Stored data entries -
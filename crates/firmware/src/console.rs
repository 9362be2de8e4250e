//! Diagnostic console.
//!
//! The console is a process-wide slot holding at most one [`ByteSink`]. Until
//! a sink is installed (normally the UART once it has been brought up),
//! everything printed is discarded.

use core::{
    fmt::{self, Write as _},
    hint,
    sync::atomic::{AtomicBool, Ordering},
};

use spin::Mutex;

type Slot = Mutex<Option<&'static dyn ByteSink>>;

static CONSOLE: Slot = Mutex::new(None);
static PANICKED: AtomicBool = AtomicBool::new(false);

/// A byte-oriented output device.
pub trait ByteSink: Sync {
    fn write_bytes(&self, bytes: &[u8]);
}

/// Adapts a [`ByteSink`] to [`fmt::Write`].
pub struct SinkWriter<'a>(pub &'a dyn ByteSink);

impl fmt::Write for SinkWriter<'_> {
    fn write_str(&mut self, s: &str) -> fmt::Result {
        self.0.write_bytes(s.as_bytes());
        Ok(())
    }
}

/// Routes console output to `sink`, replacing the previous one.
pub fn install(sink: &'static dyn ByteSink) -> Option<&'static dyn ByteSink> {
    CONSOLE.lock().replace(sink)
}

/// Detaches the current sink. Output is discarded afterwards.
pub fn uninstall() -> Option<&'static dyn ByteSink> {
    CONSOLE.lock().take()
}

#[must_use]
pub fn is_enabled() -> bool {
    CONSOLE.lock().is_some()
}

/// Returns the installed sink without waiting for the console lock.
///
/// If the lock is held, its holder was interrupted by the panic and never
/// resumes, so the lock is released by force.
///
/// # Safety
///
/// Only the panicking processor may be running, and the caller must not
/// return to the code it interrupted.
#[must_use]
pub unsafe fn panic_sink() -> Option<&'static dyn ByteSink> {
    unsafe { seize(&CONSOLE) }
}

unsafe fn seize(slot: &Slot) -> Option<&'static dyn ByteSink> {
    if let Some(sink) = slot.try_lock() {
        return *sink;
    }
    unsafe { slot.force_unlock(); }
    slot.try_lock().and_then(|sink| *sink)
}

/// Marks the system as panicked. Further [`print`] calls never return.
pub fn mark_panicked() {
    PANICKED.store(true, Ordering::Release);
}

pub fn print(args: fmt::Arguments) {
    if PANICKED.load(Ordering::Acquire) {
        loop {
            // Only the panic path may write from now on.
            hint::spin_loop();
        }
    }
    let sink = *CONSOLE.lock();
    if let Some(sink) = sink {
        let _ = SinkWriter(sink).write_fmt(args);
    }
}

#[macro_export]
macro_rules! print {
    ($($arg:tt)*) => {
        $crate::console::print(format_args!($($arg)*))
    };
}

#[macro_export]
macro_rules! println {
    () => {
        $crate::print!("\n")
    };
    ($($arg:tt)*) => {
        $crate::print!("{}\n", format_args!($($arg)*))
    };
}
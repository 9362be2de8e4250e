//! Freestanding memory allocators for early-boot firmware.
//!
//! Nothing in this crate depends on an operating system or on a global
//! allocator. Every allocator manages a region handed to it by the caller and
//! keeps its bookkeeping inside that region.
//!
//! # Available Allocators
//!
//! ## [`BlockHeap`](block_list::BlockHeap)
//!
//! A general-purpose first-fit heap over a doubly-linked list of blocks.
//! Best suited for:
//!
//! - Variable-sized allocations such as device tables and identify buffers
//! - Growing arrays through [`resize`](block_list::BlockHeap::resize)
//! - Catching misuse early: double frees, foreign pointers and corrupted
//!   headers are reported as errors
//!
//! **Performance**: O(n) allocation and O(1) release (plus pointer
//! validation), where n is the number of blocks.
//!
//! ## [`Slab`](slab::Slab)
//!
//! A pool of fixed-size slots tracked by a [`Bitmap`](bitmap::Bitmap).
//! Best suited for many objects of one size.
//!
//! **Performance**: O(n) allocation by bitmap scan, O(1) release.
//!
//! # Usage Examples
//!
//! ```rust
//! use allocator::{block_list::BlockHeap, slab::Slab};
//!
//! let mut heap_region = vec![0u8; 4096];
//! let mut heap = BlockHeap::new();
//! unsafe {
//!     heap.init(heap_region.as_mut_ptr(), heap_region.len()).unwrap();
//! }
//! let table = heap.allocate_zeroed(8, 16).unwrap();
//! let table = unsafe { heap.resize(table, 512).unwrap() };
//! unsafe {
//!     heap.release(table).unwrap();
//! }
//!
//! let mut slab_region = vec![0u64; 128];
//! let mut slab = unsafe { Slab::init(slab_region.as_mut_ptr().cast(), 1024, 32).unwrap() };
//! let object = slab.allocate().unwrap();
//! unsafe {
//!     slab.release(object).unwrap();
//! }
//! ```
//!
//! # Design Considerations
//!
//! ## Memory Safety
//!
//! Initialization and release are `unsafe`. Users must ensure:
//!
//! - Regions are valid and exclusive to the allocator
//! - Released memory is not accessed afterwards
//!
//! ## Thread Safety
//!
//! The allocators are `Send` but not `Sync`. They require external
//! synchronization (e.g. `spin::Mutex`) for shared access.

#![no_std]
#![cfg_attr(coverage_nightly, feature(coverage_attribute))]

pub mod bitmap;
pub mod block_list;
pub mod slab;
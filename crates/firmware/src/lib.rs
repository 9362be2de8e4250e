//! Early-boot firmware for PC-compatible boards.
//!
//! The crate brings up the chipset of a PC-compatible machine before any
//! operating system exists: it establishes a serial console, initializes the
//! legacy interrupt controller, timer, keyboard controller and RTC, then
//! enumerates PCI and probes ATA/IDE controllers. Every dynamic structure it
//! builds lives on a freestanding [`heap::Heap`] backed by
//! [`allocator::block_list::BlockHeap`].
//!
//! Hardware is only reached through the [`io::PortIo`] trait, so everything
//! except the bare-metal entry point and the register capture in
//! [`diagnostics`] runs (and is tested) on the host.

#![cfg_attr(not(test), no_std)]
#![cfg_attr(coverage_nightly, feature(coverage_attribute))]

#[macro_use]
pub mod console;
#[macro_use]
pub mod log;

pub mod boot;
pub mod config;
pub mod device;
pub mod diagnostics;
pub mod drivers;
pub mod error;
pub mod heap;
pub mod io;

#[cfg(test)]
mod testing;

Aim of the task - Every record above must be repeated word for word.

Solution -
filename crates/firmware/src/console.rs
repository 9362be2de8e4250e
//! Diagnostic console.
//!
//! The console is a process-wide slot holding at most one [`ByteSink`]. Until
//! a sink is installed (normally the UART once it has been brought up),
//! everything printed is discarded.

use core::{
    fmt::{self, Write as _},
    hint,
    sync::atomic::{AtomicBool, Ordering},
};

use spin::Mutex;

type Slot = Mutex<Option<&'static dyn ByteSink>>;

static CONSOLE: Slot = Mutex::new(None);
static PANICKED: AtomicBool = AtomicBool::new(false);

/// A byte-oriented output device.
pub trait ByteSink: Sync {
    fn write_bytes(&self, bytes: &[u8]);
}

/// Adapts a [`ByteSink`] to [`fmt::Write`].
pub struct SinkWriter<'a>(pub &'a dyn ByteSink);

impl fmt::Write for SinkWriter<'_> {
    fn write_str(&mut self, s: &str) -> fmt::Result {
        self.0.write_bytes(s.as_bytes());
        Ok(())
    }
}

/// Routes console output to `sink`, replacing the previous one.
pub fn install(sink: &'static dyn ByteSink) -> Option<&'static dyn ByteSink> {
    CONSOLE.lock().replace(sink)
}

/// Detaches the current sink. Output is discarded afterwards.
pub fn uninstall() -> Option<&'static dyn ByteSink> {
    CONSOLE.lock().take()
}

#[must_use]
pub fn is_enabled() -> bool {
    CONSOLE.lock().is_some()
}

/// Returns the installed sink without waiting for the console lock.
///
/// If the lock is held, its holder was interrupted by the panic and never
/// resumes, so the lock is released by force.
///
/// # Safety
///
/// Only the panicking processor may be running, and the caller must not
/// return to the code it interrupted.
#[must_use]
pub unsafe fn panic_sink() -> Option<&'static dyn ByteSink> {
    unsafe { seize(&CONSOLE) }
}

unsafe fn seize(slot: &Slot) -> Option<&'static dyn ByteSink> {
    if let Some(sink) = slot.try_lock() {
        return *sink;
    }
    unsafe { slot.force_unlock(); }
    slot.try_lock().and_then(|sink| *sink)
}

/// Marks the system as panicked. Further [`print`] calls never return.
pub fn mark_panicked() {
    PANICKED.store(true, Ordering::Release);
}

pub fn print(args: fmt::Arguments) {
    if PANICKED.load(Ordering::Acquire) {
        loop {
            // Only the panic path may write from now on.
            hint::spin_loop();
        }
    }
    let sink = *CONSOLE.lock();
    if let Some(sink) = sink {
        let _ = SinkWriter(sink).write_fmt(args);
    }
}

#[macro_export]
macro_rules! print {
    ($($arg:tt)*) => {
        $crate::console::print(format_args!($($arg)*))
    };
}

#[macro_export]
macro_rules! println {
    () => {
        $crate::print!("\n")
    };
    ($($arg:tt)*) => {
        $crate::print!("{}\n", format_args!($($arg)*))
    };
}
repository 9362be2de8e4250e
//! Freestanding memory allocators for early-boot firmware.
//!
//! Nothing in this crate depends on an operating system or on a global
//! allocator. Every allocator manages a region handed to it by the caller and
//! keeps its bookkeeping inside that region.
//!
//! # Available Allocators
//!
//! ## [`BlockHeap`](block_list::BlockHeap)
//!
//! A general-purpose first-fit heap over a doubly-linked list of blocks.
//! Best suited for:
//!
//! - Variable-sized allocations such as device tables and identify buffers
//! - Growing arrays through [`resize`](block_list::BlockHeap::resize)
//! - Catching misuse early: double frees, foreign pointers and corrupted
//!   headers are reported as errors
//!
//! **Performance**: O(n) allocation and O(1) release (plus pointer
//! validation), where n is the number of blocks.
//!
//! ## [`Slab`](slab::Slab)
//!
//! A pool of fixed-size slots tracked by a [`Bitmap`](bitmap::Bitmap).
//! Best suited for many objects of one size.
//!
//! **Performance**: O(n) allocation by bitmap scan, O(1) release.
//!
//! # Usage Examples
//!
//! ```rust
//! use allocator::{block_list::BlockHeap, slab::Slab};
//!
//! let mut heap_region = vec![0u8; 4096];
//! let mut heap = BlockHeap::new();
//! unsafe {
//!     heap.init(heap_region.as_mut_ptr(), heap_region.len()).unwrap();
//! }
//! let table = heap.allocate_zeroed(8, 16).unwrap();
//! let table = unsafe { heap.resize(table, 512).unwrap() };
//! unsafe {
//!     heap.release(table).unwrap();
//! }
//!
//! let mut slab_region = vec![0u64; 128];
//! let mut slab = unsafe { Slab::init(slab_region.as_mut_ptr().cast(), 1024, 32).unwrap() };
//! let object = slab.allocate().unwrap();
//! unsafe {
//!     slab.release(object).unwrap();
//! }
//! ```
//!
//! # Design Considerations
//!
//! ## Memory Safety
//!
//! Initialization and release are `unsafe`. Users must ensure:
//!
//! - Regions are valid and exclusive to the allocator
//! - Released memory is not accessed afterwards
//!
//! ## Thread Safety
//!
//! The allocators are `Send` but not `Sync`. They require external
//! synchronization (e.g. `spin::Mutex`) for shared access.

#![no_std]
#![cfg_attr(coverage_nightly, feature(coverage_attribute))]

pub mod bitmap;
pub mod block_list;
pub mod slab;
filename crates/firmware/src/lib.rs
repository 9362be2de8e4250e
//! Early-boot firmware for PC-compatible boards.
//!
//! The crate brings up the chipset of a PC-compatible machine before any
//! operating system exists: it establishes a serial console, initializes the
//! legacy interrupt controller, timer, keyboard controller and RTC, then
//! enumerates PCI and probes ATA/IDE controllers. Every dynamic structure it
//! builds lives on a freestanding [`heap::Heap`] backed by
//! [`allocator::block_list::BlockHeap`].
//!
//! Hardware is only reached through the [`io::PortIo`] trait, so everything
//! except the bare-metal entry point and the register capture in
//! [`diagnostics`] runs (and is tested) on the host.

#![cfg_attr(not(test), no_std)]
#![cfg_attr(coverage_nightly, feature(coverage_attribute))]

#[macro_use]
pub mod console;
#[macro_use]
pub mod log;

pub mod boot;
pub mod config;
pub mod device;
pub mod diagnostics;
pub mod drivers;
pub mod error;
pub mod heap;
pub mod io;

#[cfg(test)]
mod testing;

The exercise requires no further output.